The optimal ratio of myo-inositol to D-chiro-inositol appears to be 40:1 (reflecting the physiological ratio in most tissues), as D-chiro-inositol alone at high doses can impair follicular development.
Dosage: 2-4g/day of myo-inositol, ideally as a combined preparation with D-chiro-inositol at a 40:1 ratio (e.g., 2,000mg myo + 50mg D-chiro). Take with meals. Available in powder form for easy mixing.
Applicability: Most evidence is in PCOS specifically. Some benefit in non-PCOS women for egg quality through insulin signaling is plausible but less well-documented.
Evidence level: Strong for PCOS fertility specifically; moderate for general fertility support.
6. Omega-3 DHA
DHA (docosahexaenoic acid) is a structural component of cell membranes throughout the body, and it's especially critical for oocyte membrane quality and early fetal brain development. It's the primary omega-3 emphasized for pregnancy (compared to EPA, which is more relevant for depression and inflammation).
DHA in follicular fluid positively correlates with egg quality parameters. Observational studies suggest higher DHA intake is associated with higher rates of ovulation and blastocyst development. A 2012 RCT found DHA supplementation improved embryo development in IVF cycles.
Beyond preconception, DHA is one of the most critical nutrients during pregnancy for fetal neurodevelopment—making it worth starting before conception and continuing throughout pregnancy.
Dosage: 200-500mg/day of DHA preconception (from fish oil or algal oil). Algal oil is the plant-based source of preformed DHA and avoids concerns about mercury in fatty fish. During pregnancy, 300-600mg/day is appropriate.
Evidence level: Moderate for egg quality; Very strong for fetal neurodevelopment during pregnancy.
7. Melatonin
Melatonin in the fertility context is distinct from its sleep use. Follicular fluid contains high concentrations of melatonin—5-10 times higher than in serum—suggesting the ovary concentrates it deliberately. Melatonin acts as a potent antioxidant directly within the follicle, protecting developing eggs from oxidative damage during the final stages of maturation.
Multiple RCTs in IVF have found melatonin supplementation improves egg quality, fertilization rates, and clinical pregnancy rates. A 2017 meta-analysis of 5 RCTs confirmed melatonin improved fertilization and clinical pregnancy rates in IVF.

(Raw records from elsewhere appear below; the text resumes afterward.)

// SPDX-License-Identifier: GPL-3.0-or-later

//! Mapping build artifacts to test modules and running them.
//!
//! Every artifact names its module: the file stem with the module suffix
//! appended, minus the separators the build may put in front of the stem
//! (`_nativelauncher.so` is tested by `nativelauncherTest`). Artifacts without
//! a module are noted and ignored. After the artifacts, the scan pass runs
//! every other module of the catalog without an artifact, so the modules that
//! test the environment rather than a binary get their turn as well.
//!
//! A module runs at most once per run, whichever way it was reached. A module
//! that fails to load is reported and counted, the rest of the run goes on.
//! A termination signal ends the run after the module it arrived in.

use crate::catalog::{Catalog, Entry, LoadError};
use crate::config::RunConfig;
use std::collections::HashSet;
use std::fmt;
use std::path::{Path, PathBuf};

/// A build output handed over for testing.
#[derive(Debug, Clone, PartialEq)]
pub struct Artifact {
    pub name: String,
    pub path: PathBuf,
}

impl Artifact {
    pub fn new(path: impl Into<PathBuf>) -> Self {
        let path = path.into();
        let name = path
            .file_name()
            .map(|name| name.to_string_lossy().into_owned())
            .unwrap_or_else(|| path.display().to_string());
        Self { name, path }
    }
}

/// The name of the module testing the artifact.
pub fn module_name(artifact: &Path, suffix: &str) -> String {
    let stem = artifact.file_stem().map(|stem| stem.to_string_lossy()).unwrap_or_default();
    format!("{stem}{suffix}").trim_start_matches(|c: char| !c.is_alphanumeric()).to_string()
}

/// The modules already attempted in the current run.
#[derive(Debug, Default)]
pub struct Registry {
    attempted: HashSet<String>,
}

impl Registry {
    /// Records the attempt, false when the module was attempted before.
    pub fn insert(&mut self, name: &str) -> bool {
        self.attempted.insert(name.to_string())
    }

    pub fn contains(&self, name: &str) -> bool {
        self.attempted.contains(name)
    }

    pub fn len(&self) -> usize {
        self.attempted.len()
    }

    pub fn is_empty(&self) -> bool {
        self.attempted.is_empty()
    }
}

#[derive(Debug)]
pub enum ModuleStatus {
    Passed,
    Failed,
    LoadFailed(LoadError),
}

#[derive(Debug)]
pub struct ModuleReport {
    pub name: String,
    pub artifact: Option<PathBuf>,
    pub status: ModuleStatus,
}

/// Everything that happened in a run, in order.
#[derive(Debug, Default)]
pub struct RunReport {
    pub modules: Vec<ModuleReport>,
    /// Artifacts which have no module.
    pub without_tests: Vec<String>,
    /// Modules the scan pass left alone because they need an artifact.
    pub needs_artifact: Vec<String>,
    /// The signal which ended the run early.
    pub interrupted: Option<i32>,
}

impl RunReport {
    pub fn load_failures(&self) -> usize {
        self.modules.iter().filter(|m| matches!(m.status, ModuleStatus::LoadFailed(_))).count()
    }

    pub fn test_failures(&self) -> usize {
        self.modules.iter().filter(|m| matches!(m.status, ModuleStatus::Failed)).count()
    }

    pub fn success(&self) -> bool {
        self.load_failures() == 0 && self.test_failures() == 0 && self.interrupted.is_none()
    }

    pub fn executed(&self) -> impl Iterator<Item = &str> {
        self.modules.iter().map(|module| module.name.as_str())
    }
}

impl fmt::Display for RunReport {
    fn fmt(&self, f: &mut fmt::Formatter<'_>) -> fmt::Result {
        for module in &self.modules {
            match &module.status {
                ModuleStatus::Passed => writeln!(f, "{}: passed", module.name)?,
                ModuleStatus::Failed => writeln!(f, "{}: FAILED", module.name)?,
                ModuleStatus::LoadFailed(error) => writeln!(f, "{}: could not be loaded ({error})", module.name)?,
            }
        }
        if let Some(signal) = self.interrupted {
            writeln!(f, "Interrupted by signal {signal}, the remaining modules were not run")?;
        }
        write!(
            f,
            "{} modules run, {} failed, {} failed to load: {}",
            self.modules.len(),
            self.test_failures(),
            self.load_failures(),
            if self.success() { "SUCCESS" } else { "FAILURE" }
        )
    }
}

pub struct Runner<'a> {
    catalog: &'a Catalog,
    config: &'a RunConfig,
    scan: bool,
}

impl<'a> Runner<'a> {
    pub fn new(catalog: &'a Catalog, config: &'a RunConfig) -> Self {
        Self { catalog, config, scan: true }
    }

    /// Turns the scan pass after the artifacts on or off.
    pub fn with_scan(mut self, scan: bool) -> Self {
        self.scan = scan;
        self
    }

    pub fn run(&self, artifacts: &[Artifact]) -> RunReport {
        let mut config = self.config.clone();
        config.artifacts = artifacts.iter().map(|artifact| artifact.path.clone()).collect();
        let mut registry = Registry::default();
        let mut report = RunReport::default();

        for artifact in artifacts {
            if self.interrupted(&mut report) {
                break;
            }
            let name = module_name(&artifact.path, &config.module_suffix);
            let Some(entry) = self.catalog.get(&name) else {
                eprintln!("No tests exist for {}", artifact.name);
                report.without_tests.push(artifact.name.clone());
                continue;
            };
            if !registry.insert(&entry.name) {
                log::info!("Module {name} already run, skipping {}", artifact.name);
                continue;
            }
            report.modules.push(attempt(entry, Some(&artifact.path), &config));
        }

        if self.scan {
            let suffix = &config.module_suffix;
            for entry in self.catalog.entries().filter(|entry| entry.name.ends_with(suffix.as_str())) {
                if self.interrupted(&mut report) {
                    break;
                }
                if registry.contains(&entry.name) {
                    continue;
                }
                if entry.requires_artifact {
                    log::info!("Module {} needs an artifact, the scan pass does not run it", entry.name);
                    report.needs_artifact.push(entry.name.clone());
                    continue;
                }
                registry.insert(&entry.name);
                report.modules.push(attempt(entry, None, &config));
            }
        }
        self.interrupted(&mut report);

        eprintln!("{report}");
        report
    }

    /// Records the signal in the report, true once one arrived.
    fn interrupted(&self, report: &mut RunReport) -> bool {
        report.interrupted = report.interrupted.or_else(|| self.config.interrupts.received());
        report.interrupted.is_some()
    }
}

fn attempt(entry: &Entry, artifact: Option<&Path>, config: &RunConfig) -> ModuleReport {
    match artifact {
        Some(path) => eprintln!("Running {} against {}", entry.name, path.display()),
        None => eprintln!("Running {}", entry.name),
    }

    let status = match entry.load(artifact, config) {
        Err(error) => {
            eprintln!("Module {} could not be loaded: {error}", entry.name);
            ModuleStatus::LoadFailed(error)
        }
        Ok(entry_point) => {
            if entry_point(artifact, config) {
                ModuleStatus::Passed
            } else {
                ModuleStatus::Failed
            }
        }
    };
    ModuleReport { name: entry.name.clone(), artifact: artifact.map(Path::to_path_buf), status }
}

/// Run the modules for the artifacts and tell if everything passed.
pub fn run_tests(catalog: &Catalog, artifacts: &[Artifact], config: &RunConfig) -> bool {
    Runner::new(catalog, config).run(artifacts).success()
}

Dosage: 3mg at bedtime, starting 4 weeks before egg retrieval (for IVF) or 3 months before natural conception attempts. Standard melatonin supplements are appropriate.

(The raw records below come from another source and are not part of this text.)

// SPDX-License-Identifier: GPL-3.0-or-later

//! Scenarios of the groovy launcher.
//!
//! On cygwin the launcher has to translate paths between the two worlds,
//! those scenarios only run there.

use crate::execution::Target;
use crate::matcher::{Expectation, within_tolerance};
use crate::platform::Platform;
use crate::scenario::{Scenario, ScenarioContext, ScenarioError, ScenarioSet, scratch};
use std::io::Write;
use tempfile::NamedTempFile;

pub const NAME: &str = "groovyTest";

const SUNOS_SERVER_VM_PREFIX: &str = "LD_LIBRARY_PATH='/usr/jdk/latest/jre/lib/sparc/server'";
const REQUESTED_HEAP: f64 = 300_000_000.0;
const HEAP_TOLERANCE_PERCENT: f64 = 10.0;
const GREETING_SCRIPT: &str = "println 'hello ' + args[ 0 ]\n";

pub fn scenarios() -> ScenarioSet<ScenarioContext> {
    ScenarioSet::new(vec![
        Scenario::new("test_version", version),
        Scenario::new("test_passing_jvm_parameter", passing_jvm_parameter),
        Scenario::new("test_server_vm", server_vm),
        Scenario::new("test_client_vm", client_vm),
        Scenario::new("test_exit_status", exit_status),
        Scenario::new("test_launching_script", launching_script),
    ])
    .extend(
        Platform::Cygwin,
        vec![
            Scenario::new("test_path_unconverted", path_unconverted),
            Scenario::new("test_path_converted_backslash", path_converted_backslash),
            Scenario::new("test_path_converted_forward_slash", path_converted_forward_slash),
            Scenario::new("test_classpath_conversion", classpath_conversion),
        ],
    )
}

fn version(context: &ScenarioContext) -> Result<(), ScenarioError> {
    let pattern = "Groovy Version: .* JVM: ";
    context.check("-v", &Expectation::labelled_pattern(pattern, pattern)?, None)
}

fn passing_jvm_parameter(context: &ScenarioContext) -> Result<(), ScenarioError> {
    // The reserved amount varies by platform, it stays near the requested one.
    let expected = within_tolerance(
        "maximum memory within 10% of 300000000",
        REQUESTED_HEAP,
        HEAP_TOLERANCE_PERCENT,
    );
    context.check("-Xmx300m -e \"println Runtime.runtime.maxMemory ( )\"", &expected, None)
}

fn server_vm(context: &ScenarioContext) -> Result<(), ScenarioError> {
    let target = context.target()?;
    let target = match context.platform() {
        Platform::SunOs => target.with_prefix(SUNOS_SERVER_VM_PREFIX),
        _ => target.clone(),
    };
    context.check_target(
        &target,
        "-server -e \"println System.getProperty ( 'java.vm.name' )\"",
        &Expectation::pattern("(?i)server vm")?,
        None,
    )
}

fn client_vm(context: &ScenarioContext) -> Result<(), ScenarioError> {
    context.check(
        "-e \"println System.getProperty ( 'java.vm.name' )\"",
        &Expectation::pattern("(?i)client vm")?,
        None,
    )
}

fn exit_status(context: &ScenarioContext) -> Result<(), ScenarioError> {
    context.check("-e \"System.exit ( 123 )\"", &Expectation::exact(""), Some(123))
}

fn launching_script(context: &ScenarioContext) -> Result<(), ScenarioError> {
    let file = scratch::script_file(&context.config)?;
    let name = file.path().display().to_string();
    launch_script(context, file, &name)
}

fn path_unconverted(context: &ScenarioContext) -> Result<(), ScenarioError> {
    let file = scratch::compatible_temporary_file()?;
    let name = file.path().display().to_string();
    launch_script(context, file, &name)
}

fn path_converted_backslash(context: &ScenarioContext) -> Result<(), ScenarioError> {
    let file = scratch::compatible_temporary_file()?;
    let name = windows_path(context, &file)?.replace('\\', "\\\\");
    launch_script(context, file, &name)
}

fn path_converted_forward_slash(context: &ScenarioContext) -> Result<(), ScenarioError> {
    let file = scratch::compatible_temporary_file()?;
    let name = windows_path(context, &file)?.replace('\\', "/");
    launch_script(context, file, &name)
}

fn classpath_conversion(context: &ScenarioContext) -> Result<(), ScenarioError> {
    let a_directory = tempfile::tempdir()?;
    let b_directory = a_directory.path().join("foo");
    std::fs::create_dir(&b_directory)?;
    std::fs::write(a_directory.path().join("A.groovy"), "class A { def getB ( ) { return new B ( ) } }")?;
    std::fs::write(b_directory.join("B.groovy"), "class B { def sayHello ( ) { println( \"hello there\" ) } }")?;

    let arguments = format!(
        "--classpath {}:{} -e \"new A ( ).b.sayHello ( )\"",
        a_directory.path().display(),
        b_directory.display()
    );
    context.check(&arguments, &Expectation::exact("hello there"), None)
}

/// Write the greeting script into the file and run it by the given name.
///
/// The file is owned here, it is removed on every way out.
fn launch_script(context: &ScenarioContext, mut file: NamedTempFile, name: &str) -> Result<(), ScenarioError> {
    file.write_all(GREETING_SCRIPT.as_bytes())?;
    file.flush()?;
    context.check(&format!("{name} world"), &Expectation::exact("hello world"), None)
}

/// The native Windows form of the path, as `cygpath` converts it.
fn windows_path(context: &ScenarioContext, file: &NamedTempFile) -> Result<String, ScenarioError> {
    let path = file.path().display().to_string();
    let outcome = context
        .executor
        .execute(&Target::new("cygpath"), &format!("-w {}", Platform::Cygwin.quote_path(&path)))?;
    match outcome.exit_code {
        None if !outcome.output.is_empty() => Ok(outcome.output),
        _ => Err(ScenarioError::environment(format!("cygpath could not convert {path}: {}", outcome.output))),
    }
}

Note: If not trying to conceive, there's no need to add melatonin for fertility purposes. Its benefit is specific to the preconception/conception window.
Evidence level: Moderate — positive IVF meta-analysis, strong mechanistic basis in follicular biology.
8. Iron
Iron deficiency is the world's most common nutritional deficiency, and even non-anemic iron deficiency (low ferritin with normal hemoglobin) impairs ovulatory function. A large Harvard study found women with non-heme dietary iron intake in the upper quintile had 40% lower risk of ovulatory infertility.
Iron is required for ribonucleotide reductase, the enzyme that initiates DNA synthesis in developing follicles—making it directly relevant to egg development and maturation.
Dosage: Test serum ferritin first. For fertility optimization, ferritin above 50 ng/mL is a reasonable target (standard lab reference ranges may indicate "normal" at much lower levels). If deficient, 45-60mg of elemental iron (ferrous bisglycinate is gentle on the GI tract) taken between meals with vitamin C. Take away from calcium, dairy, and coffee, which inhibit iron absorption.
Evidence level: Moderate — epidemiological and mechanistic evidence for iron's role in ovulatory function; correction of deficiency is the priority.
MTHFR gene mutation and folate
The MTHFR gene encodes an enzyme (methylenetetrahydrofolate reductase) that converts folic acid to its active form, 5-MTHF. Common variants (C677T affects 10-15% of people homozygously; A1298C is also common) reduce this enzyme's efficiency by 30-70%.
Impaired folate methylation means:
- Higher homocysteine levels (associated with increased miscarriage risk and implantation failure)
- Reduced DNA methylation capacity (critical for epigenetic programming of the embryo)
- Less effective prevention of neural tube defects by standard folic acid
Testing: MTHFR genotyping is available through most labs; some direct-to-consumer genetic tests report it.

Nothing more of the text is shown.